#### Aim of the task
Retype each entry below exactly as it stands.

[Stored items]
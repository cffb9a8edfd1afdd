//! Rendering of hedge results for the desk.
//!
//! Three outputs are supported: a plain-text report (metric, client table,
//! trade table, contribution chart), a JSON document, and a CSV of the
//! trade instructions ready to hand to execution.

use crate::core::spot::format_rate;
use crate::hedge::calculator::HedgeResult;
use crate::report::views::{ClientExposureLine, ContributionPoint, TradeInstruction};
use rust_decimal::prelude::ToPrimitive;
use rust_decimal::Decimal;
use serde::Serialize;
use std::fmt::Write as _;
use std::io;

/// Widest bar in the contribution chart, in characters.
pub const CHART_WIDTH: usize = 40;

/// Output format selector for the CLI.
#[derive(Debug, Clone, Copy, PartialEq, Eq, Default)]
pub enum OutputFormat {
    #[default]
    Text,
    Json,
    Csv,
}

impl std::str::FromStr for OutputFormat {
    type Err = String;

    fn from_str(s: &str) -> Result<Self, Self::Err> {
        match s {
            "text" => Ok(OutputFormat::Text),
            "json" => Ok(OutputFormat::Json),
            "csv" => Ok(OutputFormat::Csv),
            other => Err(format!("unknown format '{}': expected text, json or csv", other)),
        }
    }
}

/// JSON output schema for a hedge run.
#[derive(Debug, Clone, Serialize)]
pub struct HedgeReport {
    pub blended_price: String,
    pub spot: String,
    pub total_notional: Decimal,
    pub client_exposures: Vec<ClientExposureLine>,
    pub trade_instructions: Vec<TradeInstruction>,
    pub contributions: Vec<ContributionPoint>,
}

impl From<&HedgeResult> for HedgeReport {
    fn from(result: &HedgeResult) -> Self {
        Self {
            blended_price: format_rate(result.blended_price()),
            spot: result.spot().to_string(),
            total_notional: result.total_notional(),
            client_exposures: result.client_view(),
            trade_instructions: result.trade_instructions(),
            contributions: result.contributions(),
        }
    }
}

/// Pretty-printed JSON report.
pub fn render_json(result: &HedgeResult) -> serde_json::Result<String> {
    serde_json::to_string_pretty(&HedgeReport::from(result))
}

/// Write the trade instructions as CSV with header `Expiry,Direction,Notional,Rate`.
pub fn render_trades_csv<W: io::Write>(result: &HedgeResult, writer: W) -> csv::Result<()> {
    let mut wtr = csv::Writer::from_writer(writer);
    for trade in result.trade_instructions() {
        wtr.serialize(trade)?;
    }
    wtr.flush()?;
    Ok(())
}

/// Plain-text report.
pub fn render_text(result: &HedgeResult) -> String {
    let mut out = String::new();
    // writing into a String cannot fail
    let _ = write_text(&mut out, result);
    out
}

fn write_text(out: &mut String, result: &HedgeResult) -> std::fmt::Result {
    writeln!(out, "Blended Hedge Price: {}", format_rate(result.blended_price()))?;
    writeln!(out, "Spot Rate:           {}", result.spot())?;

    writeln!(out, "\n#### Client Exposures\n")?;
    writeln!(
        out,
        "  {:<12} {:<20} {:>18} {:>12}",
        "Expiry", "ClientDirection", "Notional", "ForwardPts"
    )?;
    for line in result.client_view() {
        writeln!(
            out,
            "  {:<12} {:<20} {:>18} {:>12}",
            line.expiry.to_string(),
            line.client_direction,
            line.notional.to_string(),
            line.forward_pts.to_string()
        )?;
    }

    writeln!(out, "\n#### Trade Instructions\n")?;
    writeln!(
        out,
        "  {:<12} {:<10} {:>18} {:>12}",
        "Expiry", "Direction", "Notional", "Rate"
    )?;
    for trade in result.trade_instructions() {
        writeln!(
            out,
            "  {:<12} {:<10} {:>18} {:>12}",
            trade.expiry.to_string(),
            trade.direction.as_str(),
            trade.notional.to_string(),
            format_rate(trade.rate)
        )?;
    }

    writeln!(out, "\n#### Per-expiry Contributions\n")?;
    let points = result.contributions();
    let max_abs = points
        .iter()
        .map(|p| p.contribution.abs())
        .max()
        .unwrap_or(Decimal::ZERO);
    for point in &points {
        writeln!(
            out,
            "  {:<12} {:>12} {}",
            point.expiry.to_string(),
            format_rate(point.contribution),
            bar(point.contribution, max_abs)
        )?;
    }
    Ok(())
}

/// A horizontal bar scaled against the largest absolute contribution.
/// Negative contributions are drawn with `-` instead of `#`.
pub fn bar(value: Decimal, max_abs: Decimal) -> String {
    if max_abs.is_zero() {
        return String::new();
    }
    // ratio first so contributions near Decimal::MAX cannot overflow
    let len = value
        .abs()
        .checked_div(max_abs)
        .and_then(|ratio| ratio.checked_mul(Decimal::from(CHART_WIDTH)))
        .and_then(|scaled| scaled.round().to_usize())
        .unwrap_or(0)
        .min(CHART_WIDTH);
    let glyph = if value.is_sign_negative() { "-" } else { "#" };
    glyph.repeat(len)
}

#### Answer space
repository cffb9a8edfd1afdd
//! Rendering of hedge results for the desk.
//!
//! Three outputs are supported: a plain-text report (metric, client table,
//! trade table, contribution chart), a JSON document, and a CSV of the
//! trade instructions ready to hand to execution.

use crate::core::spot::format_rate;
use crate::hedge::calculator::HedgeResult;
use crate::report::views::{ClientExposureLine, ContributionPoint, TradeInstruction};
use rust_decimal::prelude::ToPrimitive;
use rust_decimal::Decimal;
use serde::Serialize;
use std::fmt::Write as _;
use std::io;

/// Widest bar in the contribution chart, in characters.
pub const CHART_WIDTH: usize = 40;

/// Output format selector for the CLI.
#[derive(Debug, Clone, Copy, PartialEq, Eq, Default)]
pub enum OutputFormat {
    #[default]
    Text,
    Json,
    Csv,
}

impl std::str::FromStr for OutputFormat {
    type Err = String;

    fn from_str(s: &str) -> Result<Self, Self::Err> {
        match s {
            "text" => Ok(OutputFormat::Text),
            "json" => Ok(OutputFormat::Json),
            "csv" => Ok(OutputFormat::Csv),
            other => Err(format!("unknown format '{}': expected text, json or csv", other)),
        }
    }
}

/// JSON output schema for a hedge run.
#[derive(Debug, Clone, Serialize)]
pub struct HedgeReport {
    pub blended_price: String,
    pub spot: String,
    pub total_notional: Decimal,
    pub client_exposures: Vec<ClientExposureLine>,
    pub trade_instructions: Vec<TradeInstruction>,
    pub contributions: Vec<ContributionPoint>,
}

impl From<&HedgeResult> for HedgeReport {
    fn from(result: &HedgeResult) -> Self {
        Self {
            blended_price: format_rate(result.blended_price()),
            spot: result.spot().to_string(),
            total_notional: result.total_notional(),
            client_exposures: result.client_view(),
            trade_instructions: result.trade_instructions(),
            contributions: result.contributions(),
        }
    }
}

/// Pretty-printed JSON report.
pub fn render_json(result: &HedgeResult) -> serde_json::Result<String> {
    serde_json::to_string_pretty(&HedgeReport::from(result))
}

/// Write the trade instructions as CSV with header `Expiry,Direction,Notional,Rate`.
pub fn render_trades_csv<W: io::Write>(result: &HedgeResult, writer: W) -> csv::Result<()> {
    let mut wtr = csv::Writer::from_writer(writer);
    for trade in result.trade_instructions() {
        wtr.serialize(trade)?;
    }
    wtr.flush()?;
    Ok(())
}

/// Plain-text report.
pub fn render_text(result: &HedgeResult) -> String {
    let mut out = String::new();
    // writing into a String cannot fail
    let _ = write_text(&mut out, result);
    out
}

fn write_text(out: &mut String, result: &HedgeResult) -> std::fmt::Result {
    writeln!(out, "Blended Hedge Price: {}", format_rate(result.blended_price()))?;
    writeln!(out, "Spot Rate:           {}", result.spot())?;

    writeln!(out, "\n#### Client Exposures\n")?;
    writeln!(
        out,
        "  {:<12} {:<20} {:>18} {:>12}",
        "Expiry", "ClientDirection", "Notional", "ForwardPts"
    )?;
    for line in result.client_view() {
        writeln!(
            out,
            "  {:<12} {:<20} {:>18} {:>12}",
            line.expiry.to_string(),
            line.client_direction,
            line.notional.to_string(),
            line.forward_pts.to_string()
        )?;
    }

    writeln!(out, "\n#### Trade Instructions\n")?;
    writeln!(
        out,
        "  {:<12} {:<10} {:>18} {:>12}",
        "Expiry", "Direction", "Notional", "Rate"
    )?;
    for trade in result.trade_instructions() {
        writeln!(
            out,
            "  {:<12} {:<10} {:>18} {:>12}",
            trade.expiry.to_string(),
            trade.direction.as_str(),
            trade.notional.to_string(),
            format_rate(trade.rate)
        )?;
    }

    writeln!(out, "\n#### Per-expiry Contributions\n")?;
    let points = result.contributions();
    let max_abs = points
        .iter()
        .map(|p| p.contribution.abs())
        .max()
        .unwrap_or(Decimal::ZERO);
    for point in &points {
        writeln!(
            out,
            "  {:<12} {:>12} {}",
            point.expiry.to_string(),
            format_rate(point.contribution),
            bar(point.contribution, max_abs)
        )?;
    }
    Ok(())
}

/// A horizontal bar scaled against the largest absolute contribution.
/// Negative contributions are drawn with `-` instead of `#`.
pub fn bar(value: Decimal, max_abs: Decimal) -> String {
    if max_abs.is_zero() {
        return String::new();
    }
    // ratio first so contributions near Decimal::MAX cannot overflow
    let len = value
        .abs()
        .checked_div(max_abs)
        .and_then(|ratio| ratio.checked_mul(Decimal::from(CHART_WIDTH)))
        .and_then(|scaled| scaled.round().to_usize())
        .unwrap_or(0)
        .min(CHART_WIDTH);
    let glyph = if value.is_sign_negative() { "-" } else { "#" };
    glyph.repeat(len)
}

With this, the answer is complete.